La silhouette approchait toujours, sa propre lumière l’éclairant.

Derrière Pevara, Jonneth arma son arc géant, dont il avait remis en place la corde. Dans ce tunnel, il dut rentrer le ventre pour réussir. Quand il tira, la flèche fit siffler l’air. Le murmure cessa et la lumière du nouveau venu baissa d’intensité.

Descendant sur quelques pas, les intrus découvrirent le cadavre de Coteren, ses yeux vitreux ne voyant plus la hampe de flèche qui dépassait de son torse.

Jonneth récupéra son projectile et l’essuya sur la tunique du mort.

— Voilà pourquoi je trimballe toujours un arc, maugréa-t-il. Bande de fichus fils de chèvre à la noix !

— Là ! fit Emarin en désignant une lourde porte. Coteren montait la garde.

— Préparez-vous ! souffla Androl.

Très calme, il poussa la porte en bois. Derrière s’étendaient des cellules creusées à même la terre et la roche. Des niches minuscules, profondément enfouies et défendues par une porte.

Pevara jeta un coup d’œil par le judas de la première. Vide. Ce trou à rats n’était pas assez haut pour qu’un homme se tienne debout, et il n’y avait pas de lumière prévue. Plus que d’une geôle, il s’agissait d’un tombeau où les prisonniers devaient implorer que la mort les délivre.

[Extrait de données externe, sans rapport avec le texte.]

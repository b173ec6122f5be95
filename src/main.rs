use clap::{Parser, Subcommand};
use std::error::Error;
use tracing::{error, info, warn};

use supabase_probe::config::ProbeConfig;
use supabase_probe::domain::models::{ProbeReport, StepStatus};
use supabase_probe::domain::services::{ConnectivityProber, ProbeOptions};
use supabase_probe::infrastructure::supabase::BackendFactory;
use supabase_probe::utils::logging;

/// Supabase connectivity and schema verification probe
#[derive(Parser)]
#[command(author, version, about, long_about = None)]
struct Cli {
    /// Command to execute
    #[command(subcommand)]
    command: Commands,
}

/// Available probe commands
#[derive(Subcommand)]
enum Commands {
    /// Check auth, the profile procedure and the profile/admin tables
    Probe {
        /// Do not call the profile procedure
        #[arg(long)]
        skip_rpc: bool,
        /// Report missing records without creating them
        #[arg(long)]
        no_create: bool,
        /// Print the report as JSON
        #[arg(long)]
        json: bool,
    },
    /// Debug the profile procedure and the profile table
    DebugRpc {
        /// Print the report as JSON
        #[arg(long)]
        json: bool,
    },
    /// Show the resolved configuration
    Config,
}

#[tokio::main]
async fn main() -> Result<(), Box<dyn Error>> {
    // Load environment variables before the filter reads RUST_LOG
    dotenv::dotenv().ok();

    // Initialize logging
    logging::init_logger();

    // Parse command line arguments
    let cli = Cli::parse();
    let config = ProbeConfig::from_env();

    match cli.command {
        Commands::Probe {
            skip_rpc,
            no_create,
            json,
        } => {
            let options = ProbeOptions {
                probe_procedure: !skip_rpc,
                create_missing: !no_create,
                ..ProbeOptions::from_config(&config)
            };
            let client = BackendFactory::connect(&config.supabase).await;
            let report = ConnectivityProber::new(client, options).run().await;
            emit(&report, json)?;
        }
        Commands::DebugRpc { json } => {
            let client = BackendFactory::connect(&config.supabase).await;
            let report = ConnectivityProber::new(client, ProbeOptions::from_config(&config))
                .debug_procedure()
                .await;
            emit(&report, json)?;
        }
        Commands::Config => show_config(&config),
    }

    Ok(())
}

/// Logs the summary line and optionally prints the full report
fn emit(report: &ProbeReport, json: bool) -> Result<(), Box<dyn Error>> {
    let summary = format!(
        "{} probe: {} passed, {} advisory, {} failed, {} skipped",
        report.sequence,
        report.count(StepStatus::Pass),
        report.count(StepStatus::Advisory),
        report.count(StepStatus::Fail),
        report.count(StepStatus::Skipped),
    );
    if report.has_failures() {
        warn!("{}", summary);
    } else {
        info!("{}", summary);
    }

    if json {
        println!("{}", serde_json::to_string_pretty(report)?);
    }
    Ok(())
}

fn show_config(config: &ProbeConfig) {
    let supabase = &config.supabase;
    info!("URL: {}", supabase.url);
    info!("Key: {}", logging::mask_secret(&supabase.anon_key));

    let session = if supabase.access_token.is_some() {
        "access token"
    } else if supabase.credentials().is_some() {
        "password sign-in"
    } else {
        "none"
    };
    info!("Session source: {}", session);
    info!(
        "Procedure: {}, profile table: {}, admin table: {}",
        config.targets.procedure, config.targets.profile_table, config.targets.admin_table
    );
    info!(
        "Timeouts: {}s request, {}s connect",
        supabase.timeout_secs, supabase.connect_timeout_secs
    );

    match supabase.validate() {
        Ok(()) => info!("✅ Configuration is complete"),
        Err(e) => {
            error!("❌ {}", e);
            info!("Set SUPABASE_URL and SUPABASE_ANON_KEY (environment or .env file)");
        }
    }
}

— Lumière ! lança Nalaam. Androl ! Il est là ! Logain, dans cette cellule !

Tous rejoignirent leur compagnon. Avec une adresse surprenante, Androl crocheta la serrure. Une fois la porte tirée, Logain se laissa rouler dehors en gémissant. Couvert d’immondices, il ressemblait à un spectre. Lui qui portait si beau avec ses cheveux bouclés et son visage décidé. À présent, il faisait penser à un mendiant.

Toussant comme un perdu, il se mit à genoux avec l’aide de Nalaam. Androl s’agenouilla face à lui, mais pas en signe de déférence. Pendant qu’Emarin lui tendait une gourde d’eau, il sonda le regard de Logain.

Alors ? demanda Pevara.

C’est lui ! pensa Androl. C’est toujours lui !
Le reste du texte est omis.